A trip to the past
June 26th, 2007, 8:34 am · Post a Comment · posted by fsherman
I love looking at the old books at the back of Destin Library, the ones collected in the glass-fronted cabinets. To me, they’re like a time machine.
•Stories of Tom Swift, boy inventor back when being a ground-breaking inventor meant stories such as “Tom Swift and the Electric Locomotive” or “Tom Swift and the Wireless Message” (i.e., radio).
•A 1912 book by reformer Jane Addams on “white slavery,” the supposedly widespread practice of sinister immigrants seducing wholesome American virgins, hooking them on drugs, then forcing them into prostitution (this scare was mostly bogus, but created a huge controversy at the time).
•An 1895 Baedeker travel guide.
•A “History of the World War” from back when there was only one world war to keep track of.

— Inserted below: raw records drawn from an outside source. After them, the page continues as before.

//! Output records and the artifact that bundles them.
//!
//! Field names follow the JSON layout the presentation layer reads.

use chrono::{DateTime, SecondsFormat, Utc};
use serde::Serialize;
use serde_json::Value;

use crate::index::CurrentWindow;

#[derive(Debug, Clone, PartialEq, Serialize)]
#[serde(rename_all = "camelCase")]
pub struct TopPlayerRecord {
    pub id: u32,
    pub name: String,
    pub full_name: String,
    #[serde(skip_serializing_if = "Option::is_none")]
    pub pos: Option<&'static str>,
    pub team: String,
    pub team_full: String,
    pub team_id: u32,
    pub form: f64,
    pub price: f64,
    pub price_change: f64,
    pub own: f64,
    pub gw_pts: i64,
    pub total_pts: i64,
    pub bonus: i64,
    pub goals: i64,
    pub assists: i64,
    pub clean_sheets: i64,
    pub minutes: i64,
    #[serde(rename = "nextFDR")]
    pub next_fdr: Option<i64>,
    #[serde(rename = "nextFDRLabel")]
    pub next_fdr_label: &'static str,
    pub next_opp: String,
}

#[derive(Debug, Clone, PartialEq, Serialize)]
#[serde(rename_all = "camelCase")]
pub struct FixtureRecord {
    pub id: u32,
    pub gw: u32,
    pub kickoff: Option<String>,
    pub finished: bool,
    pub home_team: String,
    pub home_short: String,
    pub home_id: u32,
    pub away_team: String,
    pub away_short: String,
    pub away_id: u32,
    pub home_score: Option<i64>,
    pub away_score: Option<i64>,
    pub home_diff: Option<i64>,
    pub away_diff: Option<i64>,
    pub home_diff_label: &'static str,
    pub away_diff_label: &'static str,
}

#[derive(Debug, Clone, PartialEq, Serialize)]
#[serde(rename_all = "camelCase")]
pub struct SquadPlayer {
    pub id: u32,
    pub name: String,
    pub full_name: String,
    #[serde(skip_serializing_if = "Option::is_none")]
    pub pos: Option<&'static str>,
    pub team: String,
    pub team_full: String,
    pub price: f64,
    pub gw_pts: i64,
    pub total_pts: i64,
    pub form: f64,
    pub own: f64,
    pub is_captain: bool,
    #[serde(rename = "isVC")]
    pub is_vc: bool,
    pub is_starter: bool,
    pub bench_order: Option<u32>,
    pub multiplier: i64,
    pub display_pts: i64,
}

#[derive(Debug, Clone, PartialEq, Serialize)]
#[serde(rename_all = "camelCase")]
pub struct EntrySummary {
    pub id: String,
    pub name: Option<String>,
    pub manager_name: String,
    pub gw: u32,
    pub gw_points: i64,
    pub total_points: i64,
    pub overall_rank: Option<u64>,
    pub gw_rank: Option<u64>,
    pub team_value: f64,
    pub bank: f64,
    pub transfers: i64,
    pub transfer_cost: i64,
}

#[derive(Debug, Clone, Default, PartialEq, Serialize)]
pub struct SquadRecord {
    pub starters: Vec<SquadPlayer>,
    pub bench: Vec<SquadPlayer>,
}

/// The `team` object: entry summary with the squad split alongside it.
#[derive(Debug, Clone, PartialEq, Serialize)]
pub struct TeamSnapshot {
    #[serde(flatten)]
    pub summary: EntrySummary,
    #[serde(flatten)]
    pub squad: SquadRecord,
}

#[derive(Debug, Clone, PartialEq, Serialize)]
#[serde(rename_all = "camelCase")]
pub struct Snapshot {
    pub fetched_at: String,
    #[serde(rename = "currentGW")]
    pub current_gw: Option<u32>,
    pub next_deadline: Option<String>,
    pub team: Option<TeamSnapshot>,
    pub top_players: Vec<TopPlayerRecord>,
    pub fixtures: Vec<FixtureRecord>,
    /// Reserved for league tables; never filled in.
    pub standings: Option<Value>,
}

impl Snapshot {
    pub fn assemble(
        fetched_at: DateTime<Utc>,
        window: CurrentWindow,
        team: Option<TeamSnapshot>,
        top_players: Vec<TopPlayerRecord>,
        fixtures: Vec<FixtureRecord>,
    ) -> Self {
        Self {
            fetched_at: format_timestamp(fetched_at),
            current_gw: window.current_gw,
            next_deadline: window.next_deadline,
            team,
            top_players,
            fixtures,
            standings: None,
        }
    }
}

pub fn format_timestamp(at: DateTime<Utc>) -> String {
    at.to_rfc3339_opts(SecondsFormat::Millis, true)
}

•Famous authors (Dickens, Hugo, Kipling, Dumas), less famous authors (Zane Grey, Lord Dunsany) and people largely forgotten today such as Swinburne or F. Marion Crawford.
•A multivolume set of John L. Stoddard’s Lectures. Who the heck was Stoddard and why did anyone care enough to have his lectures bound?
•An 1837 edition of Moliere’s plays. Just the idea of a book close to 200 years old fascinates me.
•Perhaps the most obscure item in the cabinet (OK, most obscure next to Stoddard’s lectures) is “The Ideal Fitter,” on installing heaters (”The best and most comprehensive book ever offered the heating profession.”).
I love old books. They’re a glimpse into a time when people thought differently, kids played differently, when the horizons of what was possible and what was fantasy were different, and all of that fascinates me.